(Stored data)
<<<<

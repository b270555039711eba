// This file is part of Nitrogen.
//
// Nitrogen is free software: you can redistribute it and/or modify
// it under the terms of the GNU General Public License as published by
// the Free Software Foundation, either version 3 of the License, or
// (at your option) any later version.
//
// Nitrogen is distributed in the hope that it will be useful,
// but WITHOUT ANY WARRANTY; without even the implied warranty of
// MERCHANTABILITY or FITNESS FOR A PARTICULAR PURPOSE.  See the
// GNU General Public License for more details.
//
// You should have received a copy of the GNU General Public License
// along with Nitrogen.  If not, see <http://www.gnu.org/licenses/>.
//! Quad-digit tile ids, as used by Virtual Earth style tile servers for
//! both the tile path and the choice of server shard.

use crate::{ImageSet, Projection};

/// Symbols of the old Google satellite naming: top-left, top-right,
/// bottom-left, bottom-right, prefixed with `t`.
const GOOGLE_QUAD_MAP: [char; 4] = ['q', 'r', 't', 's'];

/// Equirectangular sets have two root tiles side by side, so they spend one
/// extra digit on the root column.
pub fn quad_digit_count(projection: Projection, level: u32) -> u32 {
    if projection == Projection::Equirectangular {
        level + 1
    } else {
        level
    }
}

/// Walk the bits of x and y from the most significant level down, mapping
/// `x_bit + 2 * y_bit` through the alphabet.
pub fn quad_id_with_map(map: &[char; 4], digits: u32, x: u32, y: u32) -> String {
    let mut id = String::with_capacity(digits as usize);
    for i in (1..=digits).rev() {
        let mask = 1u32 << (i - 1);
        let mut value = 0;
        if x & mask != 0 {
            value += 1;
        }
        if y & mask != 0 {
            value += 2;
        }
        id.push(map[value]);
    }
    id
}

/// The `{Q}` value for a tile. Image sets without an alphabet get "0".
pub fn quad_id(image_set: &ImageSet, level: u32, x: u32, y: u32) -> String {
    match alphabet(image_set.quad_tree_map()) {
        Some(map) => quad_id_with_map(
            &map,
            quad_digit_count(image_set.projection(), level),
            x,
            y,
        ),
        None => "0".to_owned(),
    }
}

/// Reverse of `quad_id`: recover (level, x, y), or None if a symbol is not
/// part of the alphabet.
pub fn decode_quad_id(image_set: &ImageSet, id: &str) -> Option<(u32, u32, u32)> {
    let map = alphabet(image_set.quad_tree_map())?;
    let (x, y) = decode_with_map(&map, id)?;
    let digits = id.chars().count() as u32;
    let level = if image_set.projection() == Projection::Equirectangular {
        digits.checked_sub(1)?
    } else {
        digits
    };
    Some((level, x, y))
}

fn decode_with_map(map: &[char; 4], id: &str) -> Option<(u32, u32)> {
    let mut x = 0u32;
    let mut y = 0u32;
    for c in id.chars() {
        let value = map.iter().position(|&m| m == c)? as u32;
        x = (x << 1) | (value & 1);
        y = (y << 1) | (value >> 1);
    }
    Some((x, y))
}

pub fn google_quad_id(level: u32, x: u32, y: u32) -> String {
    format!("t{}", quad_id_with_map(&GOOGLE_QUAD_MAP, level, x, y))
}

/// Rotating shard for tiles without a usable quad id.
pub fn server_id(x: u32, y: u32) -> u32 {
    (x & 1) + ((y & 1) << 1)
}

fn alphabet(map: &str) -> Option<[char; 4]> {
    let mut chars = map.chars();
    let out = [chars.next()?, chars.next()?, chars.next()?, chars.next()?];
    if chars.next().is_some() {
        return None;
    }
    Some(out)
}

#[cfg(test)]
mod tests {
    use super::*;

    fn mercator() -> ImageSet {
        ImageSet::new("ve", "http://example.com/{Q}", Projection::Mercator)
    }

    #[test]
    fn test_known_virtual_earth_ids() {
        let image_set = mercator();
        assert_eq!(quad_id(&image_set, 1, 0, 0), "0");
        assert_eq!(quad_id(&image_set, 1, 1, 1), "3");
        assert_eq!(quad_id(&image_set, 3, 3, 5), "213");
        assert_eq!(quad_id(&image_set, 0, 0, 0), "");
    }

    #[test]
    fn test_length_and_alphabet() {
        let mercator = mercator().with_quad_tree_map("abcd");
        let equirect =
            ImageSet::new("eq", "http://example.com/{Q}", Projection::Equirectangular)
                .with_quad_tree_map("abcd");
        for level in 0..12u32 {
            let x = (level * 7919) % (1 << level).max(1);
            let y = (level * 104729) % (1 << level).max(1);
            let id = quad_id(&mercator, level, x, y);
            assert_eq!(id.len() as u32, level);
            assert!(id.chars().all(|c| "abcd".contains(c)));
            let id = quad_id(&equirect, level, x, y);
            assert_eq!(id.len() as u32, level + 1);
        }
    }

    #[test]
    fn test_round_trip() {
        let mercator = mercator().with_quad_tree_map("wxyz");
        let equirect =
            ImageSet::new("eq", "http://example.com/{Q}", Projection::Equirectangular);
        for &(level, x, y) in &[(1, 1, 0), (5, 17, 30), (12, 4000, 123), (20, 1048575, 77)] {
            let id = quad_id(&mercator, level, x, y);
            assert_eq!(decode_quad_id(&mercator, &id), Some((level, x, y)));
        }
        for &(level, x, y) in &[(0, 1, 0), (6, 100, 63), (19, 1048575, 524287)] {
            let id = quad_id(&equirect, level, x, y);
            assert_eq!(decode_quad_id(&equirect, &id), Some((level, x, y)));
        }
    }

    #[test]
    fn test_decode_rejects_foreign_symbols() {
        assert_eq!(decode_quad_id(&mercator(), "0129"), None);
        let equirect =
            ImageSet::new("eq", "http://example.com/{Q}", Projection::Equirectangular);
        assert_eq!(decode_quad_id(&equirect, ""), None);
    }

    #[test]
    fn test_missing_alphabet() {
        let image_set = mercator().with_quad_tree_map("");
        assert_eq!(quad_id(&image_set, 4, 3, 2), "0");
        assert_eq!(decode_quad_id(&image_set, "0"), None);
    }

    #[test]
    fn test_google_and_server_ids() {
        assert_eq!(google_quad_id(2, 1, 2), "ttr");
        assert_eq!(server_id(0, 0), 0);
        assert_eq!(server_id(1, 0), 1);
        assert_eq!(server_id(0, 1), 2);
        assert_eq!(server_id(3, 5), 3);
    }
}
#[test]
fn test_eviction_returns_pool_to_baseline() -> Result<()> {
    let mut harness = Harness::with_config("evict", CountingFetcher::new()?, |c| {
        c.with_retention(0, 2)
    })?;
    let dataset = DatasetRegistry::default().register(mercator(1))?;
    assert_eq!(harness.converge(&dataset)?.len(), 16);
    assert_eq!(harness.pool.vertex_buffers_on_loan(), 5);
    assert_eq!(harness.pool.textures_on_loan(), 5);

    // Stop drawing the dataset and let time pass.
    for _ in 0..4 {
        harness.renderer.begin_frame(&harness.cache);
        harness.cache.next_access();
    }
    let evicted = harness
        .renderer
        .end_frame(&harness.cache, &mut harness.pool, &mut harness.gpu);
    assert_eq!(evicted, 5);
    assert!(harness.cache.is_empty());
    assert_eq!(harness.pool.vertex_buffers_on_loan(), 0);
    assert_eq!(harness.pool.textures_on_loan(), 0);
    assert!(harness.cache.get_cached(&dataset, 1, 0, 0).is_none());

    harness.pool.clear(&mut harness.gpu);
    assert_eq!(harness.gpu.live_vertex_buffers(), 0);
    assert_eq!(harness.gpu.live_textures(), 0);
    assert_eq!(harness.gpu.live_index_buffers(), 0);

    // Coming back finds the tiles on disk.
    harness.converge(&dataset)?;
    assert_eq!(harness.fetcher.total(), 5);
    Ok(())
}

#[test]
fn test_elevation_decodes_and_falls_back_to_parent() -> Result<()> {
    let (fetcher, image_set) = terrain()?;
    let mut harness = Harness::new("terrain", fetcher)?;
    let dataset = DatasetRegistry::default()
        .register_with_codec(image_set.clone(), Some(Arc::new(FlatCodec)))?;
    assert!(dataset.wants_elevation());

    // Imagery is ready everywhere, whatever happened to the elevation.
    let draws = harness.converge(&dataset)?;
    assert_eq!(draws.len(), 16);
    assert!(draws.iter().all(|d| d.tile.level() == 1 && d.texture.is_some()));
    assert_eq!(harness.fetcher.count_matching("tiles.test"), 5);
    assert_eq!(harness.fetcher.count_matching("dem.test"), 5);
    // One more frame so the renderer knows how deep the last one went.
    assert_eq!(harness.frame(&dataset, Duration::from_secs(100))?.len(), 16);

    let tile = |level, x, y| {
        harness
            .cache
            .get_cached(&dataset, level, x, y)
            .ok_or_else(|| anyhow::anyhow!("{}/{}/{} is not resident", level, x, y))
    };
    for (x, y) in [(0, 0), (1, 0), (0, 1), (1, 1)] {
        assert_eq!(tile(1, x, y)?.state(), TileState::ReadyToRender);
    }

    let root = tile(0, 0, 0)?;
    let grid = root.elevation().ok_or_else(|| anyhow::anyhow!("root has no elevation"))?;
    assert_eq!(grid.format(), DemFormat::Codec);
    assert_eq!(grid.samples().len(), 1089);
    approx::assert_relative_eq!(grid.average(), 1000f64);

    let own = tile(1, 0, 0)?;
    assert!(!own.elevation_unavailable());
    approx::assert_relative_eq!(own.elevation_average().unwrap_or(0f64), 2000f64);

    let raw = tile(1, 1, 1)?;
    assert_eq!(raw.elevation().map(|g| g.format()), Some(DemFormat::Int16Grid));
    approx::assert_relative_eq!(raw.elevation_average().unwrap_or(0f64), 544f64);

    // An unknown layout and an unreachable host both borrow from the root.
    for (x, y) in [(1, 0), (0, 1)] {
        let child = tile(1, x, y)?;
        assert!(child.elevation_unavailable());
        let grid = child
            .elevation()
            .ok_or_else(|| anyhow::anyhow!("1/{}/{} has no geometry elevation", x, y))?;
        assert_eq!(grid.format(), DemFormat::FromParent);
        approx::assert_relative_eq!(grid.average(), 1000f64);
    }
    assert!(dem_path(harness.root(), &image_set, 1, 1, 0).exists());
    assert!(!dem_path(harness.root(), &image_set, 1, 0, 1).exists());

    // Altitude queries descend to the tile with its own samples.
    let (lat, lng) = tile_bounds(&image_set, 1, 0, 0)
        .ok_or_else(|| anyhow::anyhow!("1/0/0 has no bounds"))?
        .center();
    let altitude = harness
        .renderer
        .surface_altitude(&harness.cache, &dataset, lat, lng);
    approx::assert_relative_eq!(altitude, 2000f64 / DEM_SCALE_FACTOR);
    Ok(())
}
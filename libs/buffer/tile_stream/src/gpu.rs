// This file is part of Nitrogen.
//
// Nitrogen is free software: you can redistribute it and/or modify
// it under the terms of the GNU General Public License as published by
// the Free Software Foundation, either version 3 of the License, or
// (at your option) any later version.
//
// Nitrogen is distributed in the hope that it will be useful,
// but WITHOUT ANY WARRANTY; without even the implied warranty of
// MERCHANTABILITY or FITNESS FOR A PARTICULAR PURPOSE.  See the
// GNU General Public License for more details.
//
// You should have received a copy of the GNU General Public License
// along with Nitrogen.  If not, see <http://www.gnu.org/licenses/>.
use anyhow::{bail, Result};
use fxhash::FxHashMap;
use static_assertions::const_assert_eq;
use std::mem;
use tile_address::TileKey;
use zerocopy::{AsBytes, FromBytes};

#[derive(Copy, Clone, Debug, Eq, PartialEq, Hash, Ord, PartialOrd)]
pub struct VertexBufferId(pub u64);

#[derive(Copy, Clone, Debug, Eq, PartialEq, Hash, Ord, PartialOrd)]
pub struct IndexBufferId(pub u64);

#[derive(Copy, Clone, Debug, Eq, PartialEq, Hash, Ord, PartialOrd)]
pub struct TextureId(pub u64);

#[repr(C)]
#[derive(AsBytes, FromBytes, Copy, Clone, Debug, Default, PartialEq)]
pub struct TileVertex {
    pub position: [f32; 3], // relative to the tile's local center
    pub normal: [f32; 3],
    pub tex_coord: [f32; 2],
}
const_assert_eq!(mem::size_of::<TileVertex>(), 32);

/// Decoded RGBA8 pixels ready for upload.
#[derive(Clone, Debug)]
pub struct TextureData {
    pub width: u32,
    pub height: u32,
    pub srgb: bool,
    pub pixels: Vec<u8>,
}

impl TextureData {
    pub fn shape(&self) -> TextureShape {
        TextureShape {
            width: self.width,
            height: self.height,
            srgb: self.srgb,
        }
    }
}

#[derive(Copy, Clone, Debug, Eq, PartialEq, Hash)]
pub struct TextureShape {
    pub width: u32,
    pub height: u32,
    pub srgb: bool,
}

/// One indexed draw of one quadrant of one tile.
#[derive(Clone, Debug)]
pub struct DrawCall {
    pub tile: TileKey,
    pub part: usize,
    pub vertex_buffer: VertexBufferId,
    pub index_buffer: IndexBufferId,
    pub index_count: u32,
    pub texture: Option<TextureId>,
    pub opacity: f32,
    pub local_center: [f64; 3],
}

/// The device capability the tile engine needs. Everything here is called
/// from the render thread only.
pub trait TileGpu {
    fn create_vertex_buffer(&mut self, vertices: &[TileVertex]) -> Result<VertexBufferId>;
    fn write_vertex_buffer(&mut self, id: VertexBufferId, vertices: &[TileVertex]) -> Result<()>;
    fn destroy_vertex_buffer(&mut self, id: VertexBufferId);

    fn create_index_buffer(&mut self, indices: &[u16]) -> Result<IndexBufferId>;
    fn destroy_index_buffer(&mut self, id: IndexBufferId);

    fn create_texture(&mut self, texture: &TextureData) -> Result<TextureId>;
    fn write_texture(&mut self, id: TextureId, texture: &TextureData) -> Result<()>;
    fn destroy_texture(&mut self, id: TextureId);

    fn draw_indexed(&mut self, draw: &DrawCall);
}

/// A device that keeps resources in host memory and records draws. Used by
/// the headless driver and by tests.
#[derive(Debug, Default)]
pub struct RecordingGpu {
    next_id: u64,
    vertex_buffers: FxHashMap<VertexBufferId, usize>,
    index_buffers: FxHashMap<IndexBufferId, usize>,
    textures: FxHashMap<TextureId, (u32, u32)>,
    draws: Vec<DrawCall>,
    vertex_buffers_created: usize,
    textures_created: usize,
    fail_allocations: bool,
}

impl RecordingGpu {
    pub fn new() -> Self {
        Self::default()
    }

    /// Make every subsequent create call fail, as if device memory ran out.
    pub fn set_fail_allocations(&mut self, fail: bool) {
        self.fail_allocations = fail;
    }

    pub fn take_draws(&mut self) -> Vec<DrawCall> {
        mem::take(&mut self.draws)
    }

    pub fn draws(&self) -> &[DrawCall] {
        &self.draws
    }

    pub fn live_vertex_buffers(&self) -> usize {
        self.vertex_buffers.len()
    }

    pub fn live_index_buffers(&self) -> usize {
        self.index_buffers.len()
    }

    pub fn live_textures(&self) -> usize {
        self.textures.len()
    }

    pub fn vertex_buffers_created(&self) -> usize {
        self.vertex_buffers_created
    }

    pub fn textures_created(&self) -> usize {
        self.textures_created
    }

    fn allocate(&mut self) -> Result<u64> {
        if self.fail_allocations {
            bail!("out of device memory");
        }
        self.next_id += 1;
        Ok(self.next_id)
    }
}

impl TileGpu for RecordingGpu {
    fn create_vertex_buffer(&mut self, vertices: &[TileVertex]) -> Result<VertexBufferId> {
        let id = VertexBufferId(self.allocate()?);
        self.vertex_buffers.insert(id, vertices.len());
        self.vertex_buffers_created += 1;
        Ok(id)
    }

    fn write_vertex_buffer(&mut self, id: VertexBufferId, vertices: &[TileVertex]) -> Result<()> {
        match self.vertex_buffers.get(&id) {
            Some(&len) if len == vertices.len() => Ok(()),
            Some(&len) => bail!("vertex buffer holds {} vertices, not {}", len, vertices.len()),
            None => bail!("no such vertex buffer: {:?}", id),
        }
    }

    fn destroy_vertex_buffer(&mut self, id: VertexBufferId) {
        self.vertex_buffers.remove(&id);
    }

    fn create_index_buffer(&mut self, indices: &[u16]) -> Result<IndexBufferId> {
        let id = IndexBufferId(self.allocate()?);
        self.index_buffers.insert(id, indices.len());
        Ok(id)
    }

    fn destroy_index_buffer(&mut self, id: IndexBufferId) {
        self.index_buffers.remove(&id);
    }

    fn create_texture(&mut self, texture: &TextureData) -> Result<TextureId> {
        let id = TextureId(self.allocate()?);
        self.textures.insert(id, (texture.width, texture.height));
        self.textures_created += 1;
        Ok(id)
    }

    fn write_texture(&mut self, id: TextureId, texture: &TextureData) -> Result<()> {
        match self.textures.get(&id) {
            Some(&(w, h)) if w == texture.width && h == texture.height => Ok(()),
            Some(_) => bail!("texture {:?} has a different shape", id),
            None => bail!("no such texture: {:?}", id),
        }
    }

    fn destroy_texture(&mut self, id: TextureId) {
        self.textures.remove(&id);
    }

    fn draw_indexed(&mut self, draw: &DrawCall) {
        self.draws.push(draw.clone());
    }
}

>>>>

■ **PROBLEM TO SOLVE**
Look above for the line holding "pub struct IndexBufferId(pub u64);", then set down exactly that line and every line after it up to and including the line holding "pub normal: [f32;", with nothing else.

■ **EXPECTED ANSWER**
pub struct IndexBufferId(pub u64);

#[derive(Copy, Clone, Debug, Eq, PartialEq, Hash, Ord, PartialOrd)]
pub struct TextureId(pub u64);

#[repr(C)]
#[derive(AsBytes, FromBytes, Copy, Clone, Debug, Default, PartialEq)]
pub struct TileVertex {
    pub position: [f32; 3], // relative to the tile's local center
    pub normal: [f32; 3],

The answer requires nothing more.